Find the line containing "if vol < Decimal::ZERO" in the entries below. Restate it and each line after it, word for word, up to and including the line containing "let created_at = snapshot.created_at.unwrap_or(now);".

Data entries:
--------------------------------

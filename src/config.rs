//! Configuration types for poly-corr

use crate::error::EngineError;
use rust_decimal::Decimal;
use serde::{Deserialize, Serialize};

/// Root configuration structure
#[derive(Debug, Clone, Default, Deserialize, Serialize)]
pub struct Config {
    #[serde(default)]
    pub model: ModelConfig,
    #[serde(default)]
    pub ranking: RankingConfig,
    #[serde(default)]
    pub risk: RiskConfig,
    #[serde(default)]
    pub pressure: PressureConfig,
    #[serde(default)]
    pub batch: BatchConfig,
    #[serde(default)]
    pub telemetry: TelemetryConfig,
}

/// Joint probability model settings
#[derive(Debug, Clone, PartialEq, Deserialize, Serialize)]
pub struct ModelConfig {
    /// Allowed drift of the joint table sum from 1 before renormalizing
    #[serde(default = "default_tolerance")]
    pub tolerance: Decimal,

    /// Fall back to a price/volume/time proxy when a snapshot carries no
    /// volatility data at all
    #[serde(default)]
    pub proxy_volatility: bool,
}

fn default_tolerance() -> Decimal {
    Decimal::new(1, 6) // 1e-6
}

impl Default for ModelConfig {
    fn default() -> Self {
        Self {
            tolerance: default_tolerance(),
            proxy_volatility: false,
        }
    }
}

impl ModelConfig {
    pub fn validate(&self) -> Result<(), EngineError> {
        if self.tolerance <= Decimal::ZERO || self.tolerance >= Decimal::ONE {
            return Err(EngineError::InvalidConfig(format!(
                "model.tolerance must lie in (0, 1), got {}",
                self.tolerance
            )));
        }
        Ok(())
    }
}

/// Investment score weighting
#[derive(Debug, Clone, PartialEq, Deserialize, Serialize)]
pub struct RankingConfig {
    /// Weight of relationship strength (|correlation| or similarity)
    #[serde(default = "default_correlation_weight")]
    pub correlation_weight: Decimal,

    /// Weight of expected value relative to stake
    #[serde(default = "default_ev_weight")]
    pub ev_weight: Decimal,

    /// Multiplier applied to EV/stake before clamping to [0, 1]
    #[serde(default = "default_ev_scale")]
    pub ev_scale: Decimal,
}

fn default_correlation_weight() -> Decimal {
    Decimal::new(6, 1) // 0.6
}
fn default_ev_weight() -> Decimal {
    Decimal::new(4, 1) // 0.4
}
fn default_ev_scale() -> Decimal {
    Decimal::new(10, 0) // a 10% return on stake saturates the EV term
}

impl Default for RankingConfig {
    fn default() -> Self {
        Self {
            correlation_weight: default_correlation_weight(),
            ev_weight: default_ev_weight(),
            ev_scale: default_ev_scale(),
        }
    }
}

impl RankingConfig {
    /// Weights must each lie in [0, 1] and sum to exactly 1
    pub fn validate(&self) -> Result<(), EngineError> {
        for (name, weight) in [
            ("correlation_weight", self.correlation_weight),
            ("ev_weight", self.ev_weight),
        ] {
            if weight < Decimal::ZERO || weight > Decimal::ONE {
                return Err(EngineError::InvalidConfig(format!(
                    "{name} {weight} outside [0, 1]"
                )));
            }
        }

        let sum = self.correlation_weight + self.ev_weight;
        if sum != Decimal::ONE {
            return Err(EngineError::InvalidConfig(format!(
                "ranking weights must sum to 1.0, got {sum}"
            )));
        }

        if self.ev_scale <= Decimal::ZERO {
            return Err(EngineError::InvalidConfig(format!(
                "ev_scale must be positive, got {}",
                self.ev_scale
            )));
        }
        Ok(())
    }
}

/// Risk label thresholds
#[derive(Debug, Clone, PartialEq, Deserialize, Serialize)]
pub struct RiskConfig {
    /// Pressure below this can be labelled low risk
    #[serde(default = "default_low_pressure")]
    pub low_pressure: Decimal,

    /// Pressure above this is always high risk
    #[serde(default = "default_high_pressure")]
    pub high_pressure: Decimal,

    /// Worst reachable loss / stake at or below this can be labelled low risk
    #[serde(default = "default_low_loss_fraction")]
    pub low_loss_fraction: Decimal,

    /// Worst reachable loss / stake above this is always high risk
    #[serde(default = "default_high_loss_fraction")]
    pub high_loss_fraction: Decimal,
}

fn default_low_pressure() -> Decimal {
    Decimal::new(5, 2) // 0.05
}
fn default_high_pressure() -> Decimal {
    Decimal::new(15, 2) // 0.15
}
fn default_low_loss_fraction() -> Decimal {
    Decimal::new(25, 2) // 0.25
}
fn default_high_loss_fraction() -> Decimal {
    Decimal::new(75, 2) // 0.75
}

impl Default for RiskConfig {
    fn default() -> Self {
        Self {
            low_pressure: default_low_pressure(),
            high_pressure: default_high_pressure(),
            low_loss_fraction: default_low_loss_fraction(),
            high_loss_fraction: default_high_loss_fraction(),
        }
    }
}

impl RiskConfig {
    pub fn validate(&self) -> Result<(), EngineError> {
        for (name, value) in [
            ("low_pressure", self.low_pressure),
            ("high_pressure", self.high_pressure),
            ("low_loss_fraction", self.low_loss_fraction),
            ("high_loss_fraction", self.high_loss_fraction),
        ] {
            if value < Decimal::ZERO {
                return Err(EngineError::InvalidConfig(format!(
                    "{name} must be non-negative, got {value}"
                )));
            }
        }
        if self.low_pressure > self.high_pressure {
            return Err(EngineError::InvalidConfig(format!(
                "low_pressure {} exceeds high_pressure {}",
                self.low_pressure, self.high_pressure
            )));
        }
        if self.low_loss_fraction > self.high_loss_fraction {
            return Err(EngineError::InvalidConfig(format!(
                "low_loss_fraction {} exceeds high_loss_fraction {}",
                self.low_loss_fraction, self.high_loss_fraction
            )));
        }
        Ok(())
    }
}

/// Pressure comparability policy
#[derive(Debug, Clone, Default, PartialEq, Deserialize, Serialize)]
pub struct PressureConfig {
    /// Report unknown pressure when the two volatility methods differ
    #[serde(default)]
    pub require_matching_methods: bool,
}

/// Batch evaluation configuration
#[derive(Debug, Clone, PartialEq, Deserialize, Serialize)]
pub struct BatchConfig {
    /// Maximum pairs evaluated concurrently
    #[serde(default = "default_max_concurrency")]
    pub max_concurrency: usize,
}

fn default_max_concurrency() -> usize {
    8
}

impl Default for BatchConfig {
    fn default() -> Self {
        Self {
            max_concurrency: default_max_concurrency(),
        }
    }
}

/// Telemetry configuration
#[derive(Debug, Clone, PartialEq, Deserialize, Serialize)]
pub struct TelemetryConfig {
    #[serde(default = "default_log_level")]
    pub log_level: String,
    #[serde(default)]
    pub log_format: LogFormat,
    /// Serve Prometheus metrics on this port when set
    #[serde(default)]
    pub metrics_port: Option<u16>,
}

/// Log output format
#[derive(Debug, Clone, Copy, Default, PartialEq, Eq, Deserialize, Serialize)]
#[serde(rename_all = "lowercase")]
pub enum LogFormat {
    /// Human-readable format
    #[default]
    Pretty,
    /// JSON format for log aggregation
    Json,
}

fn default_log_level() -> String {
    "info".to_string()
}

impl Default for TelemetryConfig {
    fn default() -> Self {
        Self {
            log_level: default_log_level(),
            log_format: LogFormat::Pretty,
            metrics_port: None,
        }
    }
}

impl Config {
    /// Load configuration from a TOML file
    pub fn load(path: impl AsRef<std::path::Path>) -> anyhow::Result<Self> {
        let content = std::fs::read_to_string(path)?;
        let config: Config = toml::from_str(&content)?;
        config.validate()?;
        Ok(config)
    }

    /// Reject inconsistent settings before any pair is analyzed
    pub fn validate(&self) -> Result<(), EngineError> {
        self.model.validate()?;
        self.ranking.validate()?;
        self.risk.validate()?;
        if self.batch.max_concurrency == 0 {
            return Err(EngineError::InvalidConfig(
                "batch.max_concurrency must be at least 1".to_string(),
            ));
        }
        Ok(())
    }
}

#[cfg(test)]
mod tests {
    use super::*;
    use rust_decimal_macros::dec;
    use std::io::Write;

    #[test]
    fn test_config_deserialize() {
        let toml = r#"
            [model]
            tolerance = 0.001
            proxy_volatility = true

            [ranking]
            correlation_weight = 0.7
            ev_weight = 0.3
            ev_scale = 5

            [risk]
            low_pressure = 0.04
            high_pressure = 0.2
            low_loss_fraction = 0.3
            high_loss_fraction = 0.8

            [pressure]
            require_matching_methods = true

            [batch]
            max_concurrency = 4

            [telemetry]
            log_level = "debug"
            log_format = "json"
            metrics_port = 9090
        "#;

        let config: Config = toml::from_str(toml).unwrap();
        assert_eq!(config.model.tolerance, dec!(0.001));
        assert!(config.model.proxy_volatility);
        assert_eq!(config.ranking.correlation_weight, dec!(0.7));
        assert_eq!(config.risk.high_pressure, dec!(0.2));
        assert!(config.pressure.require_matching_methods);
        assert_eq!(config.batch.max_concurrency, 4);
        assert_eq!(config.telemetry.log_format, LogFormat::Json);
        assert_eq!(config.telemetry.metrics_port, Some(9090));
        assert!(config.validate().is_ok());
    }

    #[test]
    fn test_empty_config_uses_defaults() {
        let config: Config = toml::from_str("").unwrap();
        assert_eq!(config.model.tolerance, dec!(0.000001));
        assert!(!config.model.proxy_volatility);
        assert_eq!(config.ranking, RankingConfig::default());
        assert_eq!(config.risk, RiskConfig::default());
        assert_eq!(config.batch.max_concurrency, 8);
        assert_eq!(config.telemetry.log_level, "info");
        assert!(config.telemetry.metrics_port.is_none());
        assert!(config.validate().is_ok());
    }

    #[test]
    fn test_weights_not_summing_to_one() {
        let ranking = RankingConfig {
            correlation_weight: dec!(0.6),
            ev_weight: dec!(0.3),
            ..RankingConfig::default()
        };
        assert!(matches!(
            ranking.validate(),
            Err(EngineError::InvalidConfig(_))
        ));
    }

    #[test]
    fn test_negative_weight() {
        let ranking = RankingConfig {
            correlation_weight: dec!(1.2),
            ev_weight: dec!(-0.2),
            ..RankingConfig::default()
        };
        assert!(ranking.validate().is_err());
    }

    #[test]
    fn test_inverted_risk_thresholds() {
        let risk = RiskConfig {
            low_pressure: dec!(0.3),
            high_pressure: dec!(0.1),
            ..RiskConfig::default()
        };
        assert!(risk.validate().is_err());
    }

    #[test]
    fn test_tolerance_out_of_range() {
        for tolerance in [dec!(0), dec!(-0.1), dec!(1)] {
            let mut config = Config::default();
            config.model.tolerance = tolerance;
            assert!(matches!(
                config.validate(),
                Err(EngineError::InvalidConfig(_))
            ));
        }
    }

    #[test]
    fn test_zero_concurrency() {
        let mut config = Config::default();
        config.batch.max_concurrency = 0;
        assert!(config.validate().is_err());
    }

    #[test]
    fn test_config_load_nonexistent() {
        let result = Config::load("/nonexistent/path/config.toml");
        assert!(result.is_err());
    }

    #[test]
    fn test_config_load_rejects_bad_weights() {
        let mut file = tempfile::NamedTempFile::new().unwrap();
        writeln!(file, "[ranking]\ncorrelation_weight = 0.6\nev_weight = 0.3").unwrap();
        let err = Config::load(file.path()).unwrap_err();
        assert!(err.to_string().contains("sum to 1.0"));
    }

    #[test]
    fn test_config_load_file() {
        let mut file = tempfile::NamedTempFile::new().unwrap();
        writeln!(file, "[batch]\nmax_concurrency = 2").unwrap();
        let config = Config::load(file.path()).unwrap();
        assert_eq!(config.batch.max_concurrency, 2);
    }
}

--------------------------------

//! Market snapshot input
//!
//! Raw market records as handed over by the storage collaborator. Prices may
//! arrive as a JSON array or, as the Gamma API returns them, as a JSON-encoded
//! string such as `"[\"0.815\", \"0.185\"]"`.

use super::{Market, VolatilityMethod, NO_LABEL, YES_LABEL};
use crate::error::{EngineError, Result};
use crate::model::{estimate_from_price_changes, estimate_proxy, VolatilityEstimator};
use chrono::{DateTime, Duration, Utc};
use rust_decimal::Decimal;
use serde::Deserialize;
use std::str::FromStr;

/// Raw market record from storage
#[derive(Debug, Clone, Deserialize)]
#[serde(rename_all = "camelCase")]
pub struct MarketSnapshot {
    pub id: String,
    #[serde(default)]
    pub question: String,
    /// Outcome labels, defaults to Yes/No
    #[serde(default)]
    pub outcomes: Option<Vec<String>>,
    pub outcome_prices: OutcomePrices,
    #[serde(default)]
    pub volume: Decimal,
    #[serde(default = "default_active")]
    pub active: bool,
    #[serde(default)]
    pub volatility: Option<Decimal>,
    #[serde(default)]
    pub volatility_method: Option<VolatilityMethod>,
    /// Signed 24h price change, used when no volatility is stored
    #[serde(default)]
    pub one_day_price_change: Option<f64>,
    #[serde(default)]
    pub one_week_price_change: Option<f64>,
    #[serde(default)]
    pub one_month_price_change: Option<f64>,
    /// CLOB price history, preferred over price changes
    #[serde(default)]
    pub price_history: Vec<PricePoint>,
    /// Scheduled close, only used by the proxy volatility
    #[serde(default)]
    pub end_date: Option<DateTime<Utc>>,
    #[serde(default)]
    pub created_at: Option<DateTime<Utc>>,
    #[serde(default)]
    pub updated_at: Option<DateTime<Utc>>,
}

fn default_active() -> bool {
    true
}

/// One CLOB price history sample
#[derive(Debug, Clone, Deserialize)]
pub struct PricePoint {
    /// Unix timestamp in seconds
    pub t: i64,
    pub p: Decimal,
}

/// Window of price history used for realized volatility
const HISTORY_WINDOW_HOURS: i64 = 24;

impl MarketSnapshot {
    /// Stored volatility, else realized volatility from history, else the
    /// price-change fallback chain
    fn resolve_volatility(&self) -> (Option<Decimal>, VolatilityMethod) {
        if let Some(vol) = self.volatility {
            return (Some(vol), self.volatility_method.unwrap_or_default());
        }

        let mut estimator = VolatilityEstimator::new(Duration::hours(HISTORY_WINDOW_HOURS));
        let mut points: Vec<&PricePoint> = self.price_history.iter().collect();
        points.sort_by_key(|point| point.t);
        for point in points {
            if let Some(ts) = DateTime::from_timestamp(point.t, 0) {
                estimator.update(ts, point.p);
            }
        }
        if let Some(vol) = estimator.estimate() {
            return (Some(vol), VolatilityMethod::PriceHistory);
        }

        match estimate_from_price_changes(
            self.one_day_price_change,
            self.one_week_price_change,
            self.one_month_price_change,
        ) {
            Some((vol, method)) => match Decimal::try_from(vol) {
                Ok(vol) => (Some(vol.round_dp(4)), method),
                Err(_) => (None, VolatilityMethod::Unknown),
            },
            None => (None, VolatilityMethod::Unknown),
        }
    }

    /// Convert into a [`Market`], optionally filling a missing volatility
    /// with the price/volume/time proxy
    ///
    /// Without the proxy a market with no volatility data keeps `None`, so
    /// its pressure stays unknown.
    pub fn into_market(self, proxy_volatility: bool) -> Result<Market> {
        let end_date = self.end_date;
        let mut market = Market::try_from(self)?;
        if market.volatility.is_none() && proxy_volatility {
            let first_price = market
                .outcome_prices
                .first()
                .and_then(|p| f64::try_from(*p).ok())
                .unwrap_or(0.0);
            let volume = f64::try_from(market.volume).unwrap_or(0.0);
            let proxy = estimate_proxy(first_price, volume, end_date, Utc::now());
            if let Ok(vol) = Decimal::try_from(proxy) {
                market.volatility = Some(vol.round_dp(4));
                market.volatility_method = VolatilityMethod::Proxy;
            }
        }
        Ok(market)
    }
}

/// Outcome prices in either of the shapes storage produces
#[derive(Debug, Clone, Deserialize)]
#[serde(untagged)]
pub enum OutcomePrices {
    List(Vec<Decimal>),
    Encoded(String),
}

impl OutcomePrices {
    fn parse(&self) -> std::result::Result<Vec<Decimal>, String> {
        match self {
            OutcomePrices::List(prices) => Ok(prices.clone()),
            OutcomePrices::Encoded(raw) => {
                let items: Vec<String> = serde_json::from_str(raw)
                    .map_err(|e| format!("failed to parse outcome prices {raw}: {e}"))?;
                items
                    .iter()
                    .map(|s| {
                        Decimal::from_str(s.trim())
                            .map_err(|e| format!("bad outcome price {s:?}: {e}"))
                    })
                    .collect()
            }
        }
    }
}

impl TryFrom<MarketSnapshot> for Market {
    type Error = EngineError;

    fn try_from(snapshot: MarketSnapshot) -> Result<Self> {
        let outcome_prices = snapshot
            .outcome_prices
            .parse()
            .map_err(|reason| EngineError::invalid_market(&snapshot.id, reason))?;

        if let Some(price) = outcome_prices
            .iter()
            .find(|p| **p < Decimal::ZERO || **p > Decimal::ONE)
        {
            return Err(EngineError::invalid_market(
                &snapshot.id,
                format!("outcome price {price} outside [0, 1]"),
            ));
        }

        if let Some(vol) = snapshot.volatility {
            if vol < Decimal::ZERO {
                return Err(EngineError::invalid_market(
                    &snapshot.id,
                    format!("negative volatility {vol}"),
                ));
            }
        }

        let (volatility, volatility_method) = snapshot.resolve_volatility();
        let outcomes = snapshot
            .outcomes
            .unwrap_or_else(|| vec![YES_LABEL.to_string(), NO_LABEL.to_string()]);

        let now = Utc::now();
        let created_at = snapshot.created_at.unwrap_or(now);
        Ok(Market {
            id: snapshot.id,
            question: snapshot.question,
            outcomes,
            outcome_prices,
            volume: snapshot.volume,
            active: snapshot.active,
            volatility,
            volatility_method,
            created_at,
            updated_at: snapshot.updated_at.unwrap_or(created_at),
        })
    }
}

--------------------------------

_Solution:_
            if vol < Decimal::ZERO {
                return Err(EngineError::invalid_market(
                    &snapshot.id,
                    format!("negative volatility {vol}"),
                ));
            }
        }

        let (volatility, volatility_method) = snapshot.resolve_volatility();
        let outcomes = snapshot
            .outcomes
            .unwrap_or_else(|| vec![YES_LABEL.to_string(), NO_LABEL.to_string()]);

        let now = Utc::now();
        let created_at = snapshot.created_at.unwrap_or(now);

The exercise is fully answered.